В то время, как ее подруги радостно захлопали в ладоши, Тозе мелодичным голосом запела на импровизированный мотив, который меня очаровал своей красотой:
— Будь дружественно принят среди нас, о, странник, пришедший из неведомых стран, в чьем уме тот же идеал Красоты, что и у нас; будь дружественно принят, о, странник, на нашем острове, где все полно гармонии и красоты; будь дружественно принят, странник, и да будет твое имя Главкос, так как в ясности твоего взора отражается само небо.
Глава X.
Наступила ночь; весь день я бродил в компании женщин по пальмовым рощам, помогая им собирать плоды; полнейшая беззаботность проглядывала во всех их движениях; никакая обязанность не тяготила их; они мало интересовались даже самым течением времени, двигались, грациозные и веселые, повинуясь капризу своих желаний; иногда приостанавливались, чтобы собрать цветы и благоуханные плоды; временами сам собой возникал хор и импровизировались песни во славу благодатной природы.
Я оставался немым зрителем этих простых сельских сцен. По сравнению с аполлониянами мои движения казались тяжеловесными и неуклюжими; именно я был варвар и, несмотря на свою книжную культуру, я сознавал, что при попытках подражать им я оказался бы смешным и нелепым; они легко взбирались с кошачьим изяществом на ветви деревьев, откуда грациозно кидали в подруг пурпурные или золотистые плоды; они нисколько не стеснялись в моем обществе; во всех их движениях сквозило странное отсутствие стыдливости.

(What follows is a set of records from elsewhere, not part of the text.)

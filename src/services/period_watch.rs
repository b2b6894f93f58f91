//! Fetch-then-track cycle for the period tracker

use std::time::Duration;
use tracing::warn;

use crate::adapters::PeriodSource;
use crate::tracker::{PeriodCheck, PeriodTracker};

/// Fetch the current period (bounded by `deadline`) and run the tracker on it.
///
/// A fetch that overruns the deadline counts as an absent signal.
pub async fn run_period_check(
    source: &dyn PeriodSource,
    tracker: &PeriodTracker,
    deadline: Duration,
) -> PeriodCheck {
    let signal = match tokio::time::timeout(deadline, source.fetch_current_period()).await {
        Ok(signal) => signal,
        Err(_) => {
            warn!(deadline_secs = deadline.as_secs_f64(), "period fetch timed out");
            None
        }
    };

    tracker.check_new_period(signal.as_deref())
}

#[cfg(test)]
mod tests {
    use super::*;
    use crate::adapters::{FixedPeriodSource, InMemoryDocumentStore};
    use async_trait::async_trait;
    use std::sync::Arc;

    struct SlowSource;

    #[async_trait]
    impl PeriodSource for SlowSource {
        async fn fetch_current_period(&self) -> Option<String> {
            tokio::time::sleep(Duration::from_secs(5)).await;
            Some("26099".to_string())
        }
    }

    #[tokio::test]
    async fn test_signal_flows_into_tracker() {
        let tracker = PeriodTracker::with_defaults(Arc::new(InMemoryDocumentStore::new()));
        let source = FixedPeriodSource(Some("26027".into()));

        let first = run_period_check(&source, &tracker, Duration::from_secs(1)).await;
        let second = run_period_check(&source, &tracker, Duration::from_secs(1)).await;

        assert!(first.has_new_period);
        assert!(!second.has_new_period);
    }

    #[tokio::test]
    async fn test_timeout_is_absent_signal() {
        let store = Arc::new(InMemoryDocumentStore::new());
        let tracker = PeriodTracker::with_defaults(store.clone());

        let check = run_period_check(&SlowSource, &tracker, Duration::from_millis(50)).await;

        assert!(!check.has_new_period);
        assert!(check.current_period.is_none());
        assert!(crate::adapters::DocumentStore::read(store.as_ref(), "present.json")
            .unwrap()
            .is_none());
    }
}
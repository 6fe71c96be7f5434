//! Shared types for courier-core

use anyhow::{Context, Result, anyhow};
use serde::{Deserialize, Deserializer, Serialize, de};
use serde_json::Value;

/// A file attached to a message, referenced by its content url
#[derive(Debug, Clone, PartialEq, Eq, Serialize, Deserialize)]
pub struct AttachmentRef {
    pub url: String,
    pub filename: String,
}

impl AttachmentRef {
    fn from_json(value: &Value) -> Option<Self> {
        let url = value.get("url")?.as_str()?.to_string();
        let filename = value
            .get("filename")
            .and_then(Value::as_str)
            .unwrap_or("unknown")
            .to_string();
        Some(Self { url, filename })
    }
}

/// The text, raw rich items, and attachments of one message.
///
/// Rich items stay in their structural JSON form so nesting detection can
/// inspect their keys before conversion.
#[derive(Debug, Clone, Default, PartialEq)]
pub struct MessageBody {
    pub content: String,
    pub embeds: Vec<Value>,
    pub attachments: Vec<AttachmentRef>,
}

impl MessageBody {
    /// Extract a body from a platform message object. Missing keys become empty.
    pub fn from_json(value: &Value) -> Self {
        let content = value
            .get("content")
            .and_then(Value::as_str)
            .unwrap_or_default()
            .to_string();
        let embeds = value
            .get("embeds")
            .and_then(Value::as_array)
            .cloned()
            .unwrap_or_default();
        let attachments = value
            .get("attachments")
            .and_then(Value::as_array)
            .map(|items| items.iter().filter_map(AttachmentRef::from_json).collect())
            .unwrap_or_default();
        Self {
            content,
            embeds,
            attachments,
        }
    }
}

/// A message-created event observed by the listening identity
#[derive(Debug, Clone, Default, PartialEq)]
pub struct InboundEvent {
    pub message_id: u64,
    pub channel_id: u64,
    pub author_id: u64,
    pub author_name: String,
    pub body: MessageBody,
    /// The resolved message this one replies to or quotes, when the gateway delivered it
    pub referenced: Option<Box<MessageBody>>,
    /// Forwarded-message snapshots, first one is authoritative
    pub snapshots: Vec<MessageBody>,
}

impl InboundEvent {
    /// Build an event from the platform's message JSON.
    pub fn from_gateway_json(value: &Value) -> Result<Self> {
        let channel_id = value
            .get("channel_id")
            .and_then(snowflake_from_json)
            .ok_or_else(|| anyhow!("message event has no channel_id"))?;
        let message_id = value
            .get("id")
            .and_then(snowflake_from_json)
            .unwrap_or_default();
        let author = value
            .get("author")
            .context("message event has no author")?;
        let author_id = author
            .get("id")
            .and_then(snowflake_from_json)
            .ok_or_else(|| anyhow!("message author has no id"))?;
        let author_name = author
            .get("global_name")
            .and_then(Value::as_str)
            .or_else(|| author.get("username").and_then(Value::as_str))
            .unwrap_or("unknown")
            .to_string();

        let referenced = value
            .get("referenced_message")
            .filter(|v| v.is_object())
            .map(|v| Box::new(MessageBody::from_json(v)));

        let snapshots = value
            .get("message_snapshots")
            .and_then(Value::as_array)
            .map(|snaps| {
                snaps
                    .iter()
                    .filter(|snap| snap.is_object())
                    .map(|snap| {
                        // Raw gateway payloads wrap each snapshot; serialized model types do not
                        let inner = snap.get("message").filter(|m| m.is_object());
                        MessageBody::from_json(inner.unwrap_or(snap))
                    })
                    .collect()
            })
            .unwrap_or_default();

        Ok(Self {
            message_id,
            channel_id,
            author_id,
            author_name,
            body: MessageBody::from_json(value),
            referenced,
            snapshots,
        })
    }
}

/// One name/value pair of a rich item
#[derive(Debug, Clone, PartialEq, Eq, Serialize, Deserialize)]
pub struct RichField {
    pub name: String,
    pub value: String,
    #[serde(default)]
    pub inline: bool,
}

/// A structured display unit attached to a message (an "embed" on the platform)
#[derive(Debug, Clone, Default, PartialEq, Eq, Serialize, Deserialize)]
pub struct RichItem {
    pub title: Option<String>,
    pub description: Option<String>,
    #[serde(default)]
    pub fields: Vec<RichField>,
    pub image_url: Option<String>,
    pub url: Option<String>,
    pub color: Option<u32>,
    pub footer_text: Option<String>,
    pub thumbnail_url: Option<String>,
    pub author_name: Option<String>,
}

impl RichItem {
    /// True when the item carries a title, a description, or any field.
    pub fn has_text(&self) -> bool {
        is_present(&self.title) || is_present(&self.description) || !self.fields.is_empty()
    }

    /// No title, description, or fields, but an image.
    pub fn is_image_only(&self) -> bool {
        !self.has_text() && is_present(&self.image_url)
    }
}

fn is_present(value: &Option<String>) -> bool {
    value.as_deref().is_some_and(|s| !s.is_empty())
}

/// The authoritative content of a message after normalization
#[derive(Debug, Clone, Default, PartialEq, Eq)]
pub struct NormalizedMessage {
    pub text: String,
    pub rich_items: Vec<RichItem>,
    pub attachments: Vec<AttachmentRef>,
}

impl NormalizedMessage {
    pub fn has_text(&self) -> bool {
        !self.text.trim().is_empty()
    }

    /// Non-empty rich items, every one image-only.
    pub fn all_image_only(&self) -> bool {
        !self.rich_items.is_empty() && self.rich_items.iter().all(RichItem::is_image_only)
    }
}

/// What an outbound identity is asked to deliver
#[derive(Debug, Clone, PartialEq, Eq)]
pub enum OutboundPayload {
    /// Text and rich items, sent together as one request
    Message {
        text: Option<String>,
        rich_items: Vec<RichItem>,
    },
    /// A single re-uploaded file
    Attachment { filename: String, data: Vec<u8> },
}

/// Minimal view of a channel as seen by an identity
#[derive(Debug, Clone, PartialEq, Eq)]
pub struct ChannelInfo {
    pub id: u64,
    pub name: Option<String>,
}

/// Platform ids arrive as strings in JSON but may be integers in hand-written config.
fn snowflake_from_json(value: &Value) -> Option<u64> {
    match value {
        Value::String(s) => s.parse().ok(),
        Value::Number(n) => n.as_u64(),
        _ => None,
    }
}

#[derive(Deserialize)]
#[serde(untagged)]
enum SnowflakeRepr {
    Int(u64),
    Str(String),
}

impl SnowflakeRepr {
    fn into_id<E: de::Error>(self) -> Result<u64, E> {
        match self {
            Self::Int(id) => Ok(id),
            Self::Str(s) => s
                .trim()
                .parse()
                .map_err(|_| E::custom(format!("invalid id '{}'", s))),
        }
    }
}

/// Deserialize a list of ids written either as strings or integers.
pub fn de_snowflakes<'de, D>(deserializer: D) -> Result<Vec<u64>, D::Error>
where
    D: Deserializer<'de>,
{
    Vec::<SnowflakeRepr>::deserialize(deserializer)?
        .into_iter()
        .map(SnowflakeRepr::into_id)
        .collect()
}
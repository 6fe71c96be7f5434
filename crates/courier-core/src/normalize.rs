//! Rich-content normalization.
//!
//! Decides what the real content of an inbound event is. Gateway payloads
//! for quoted, forwarded, or snapshotted messages are sometimes incomplete or
//! collapse a structured message into an opaque nested blob. In those cases
//! the channel's latest message is re-read over HTTP and parsed directly from
//! the API response. The re-fetch is only a fallback and never the default path.

use anyhow::Result;
use async_trait::async_trait;
use serde_json::Value;
use std::sync::Arc;
use tracing::{debug, info, warn};

use crate::rich::convert_items;
use crate::types::{InboundEvent, MessageBody, NormalizedMessage, RichItem};

/// Source of the most recent message in a channel
#[async_trait]
pub trait LatestMessageSource: Send + Sync {
    /// Raw message object, or `None` when the channel has none or the read failed softly
    async fn latest_message(&self, channel_id: u64) -> Result<Option<Value>>;
}

/// Which path produced the final content
#[derive(Debug, Clone, Copy, PartialEq, Eq)]
pub enum ContentSource {
    Local,
    Refetched,
}

#[derive(Debug, Clone, PartialEq, Eq)]
pub struct Normalized {
    pub message: NormalizedMessage,
    pub source: ContentSource,
}

impl Normalized {
    fn local(message: NormalizedMessage) -> Self {
        Self {
            message,
            source: ContentSource::Local,
        }
    }

    fn refetched(message: NormalizedMessage) -> Self {
        Self {
            message,
            source: ContentSource::Refetched,
        }
    }
}

pub struct Normalizer {
    source: Arc<dyn LatestMessageSource>,
}

impl Normalizer {
    pub fn new(source: Arc<dyn LatestMessageSource>) -> Self {
        Self { source }
    }

    /// Never fails; degrades to the best content it has.
    pub async fn normalize(&self, event: &InboundEvent) -> Normalized {
        let channel_id = event.channel_id;
        let (mut local, mut suspect_nested) = from_body(&event.body, "primary");

        if !local.has_text() {
            let recovery = match (&event.referenced, event.snapshots.first()) {
                (Some(referenced), _) => Some((referenced.as_ref(), "reference")),
                (None, Some(snapshot)) => Some((snapshot, "snapshot")),
                (None, None) => None,
            };
            if let Some((body, origin)) = recovery {
                debug!("Empty content in channel {}, recovering from {}", channel_id, origin);
                let (recovered, recovered_suspect) = from_body(body, origin);
                local = recovered;
                suspect_nested |= recovered_suspect;
            }
        }

        if suspect_nested {
            info!(
                "Suspect nested rich content in channel {}, re-fetching latest message",
                channel_id
            );
            return match self.refetch(channel_id).await {
                Some(fetched) => {
                    info!("Adopted re-fetched content for channel {}", channel_id);
                    Normalized::refetched(fetched)
                }
                None => Normalized::local(local),
            };
        }

        if !local.has_text() && local.all_image_only() {
            info!(
                "Image-only rich content in channel {}, re-fetching latest message",
                channel_id
            );
            if let Some(fetched) = self.refetch(channel_id).await {
                if fetched.has_text() || fetched.rich_items.iter().any(RichItem::has_text) {
                    info!("Adopted richer re-fetched content for channel {}", channel_id);
                    return Normalized::refetched(fetched);
                }
                debug!(
                    "Re-fetched content for channel {} is no richer, keeping local items",
                    channel_id
                );
            }
        }

        Normalized::local(local)
    }

    async fn refetch(&self, channel_id: u64) -> Option<NormalizedMessage> {
        match self.source.latest_message(channel_id).await {
            Ok(Some(raw)) => Some(parse_api_message(&raw)),
            Ok(None) => {
                warn!("No latest message available for channel {}", channel_id);
                None
            }
            Err(e) => {
                warn!("Latest message fetch for channel {} failed: {:#}", channel_id, e);
                None
            }
        }
    }
}

/// Locally derived content of one body, plus whether it looked nested.
///
/// A conversion failure counts as suspect and leaves no rich items.
fn from_body(body: &MessageBody, origin: &str) -> (NormalizedMessage, bool) {
    let mut message = NormalizedMessage {
        text: body.content.clone(),
        rich_items: Vec::new(),
        attachments: body.attachments.clone(),
    };
    if body.embeds.is_empty() {
        return (message, false);
    }
    match convert_items(&body.embeds) {
        Ok(conversion) => {
            if conversion.suspect_nested {
                info!("Detected nested rich content in {} message", origin);
            }
            message.rich_items = conversion.items;
            (message, conversion.suspect_nested)
        }
        Err(e) => {
            warn!("Rich content conversion failed for {} message: {}", origin, e);
            (message, true)
        }
    }
}

/// Parse an API message object straight into normalized content.
///
/// Items that cannot be converted are skipped; nesting is not checked here.
pub fn parse_api_message(raw: &Value) -> NormalizedMessage {
    let body = MessageBody::from_json(raw);
    let rich_items = body
        .embeds
        .iter()
        .filter_map(|embed| match RichItem::from_raw(embed) {
            Ok(item) => Some(item),
            Err(e) => {
                warn!("Skipping unparseable rich item from API message: {}", e);
                None
            }
        })
        .collect();
    NormalizedMessage {
        text: body.content,
        rich_items,
        attachments: body.attachments,
    }
}

#[cfg(test)]
pub(crate) mod testing {
    use super::*;
    use std::sync::atomic::{AtomicUsize, Ordering};

    /// Serves one canned response and counts calls
    #[derive(Default)]
    pub struct MockLatest {
        pub response: Option<Value>,
        pub fail: bool,
        pub calls: AtomicUsize,
    }

    impl MockLatest {
        pub fn returning(response: Value) -> Self {
            Self {
                response: Some(response),
                ..Default::default()
            }
        }

        pub fn calls(&self) -> usize {
            self.calls.load(Ordering::SeqCst)
        }
    }

    #[async_trait]
    impl LatestMessageSource for MockLatest {
        async fn latest_message(&self, _channel_id: u64) -> Result<Option<Value>> {
            self.calls.fetch_add(1, Ordering::SeqCst);
            if self.fail {
                anyhow::bail!("connection reset");
            }
            Ok(self.response.clone())
        }
    }
}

Я высказал им удивление, что в их разговоре нет никаких отголосков их ежедневных занятий; они мне возразили, смеясь, что этот сбор плодов и является их главным развлечением; остальное время они проводят, как и другие обитатели острова, кто как хочет, без забот и без каких-либо обязательств. Когда я поставил им более определенные вопросы об их жизни, они, повидимому, перестали меня понимать; я почувствовал, что между мной и ими целая пропасть, и что понять их я смогу, только войдя лично в их повседневную жизнь.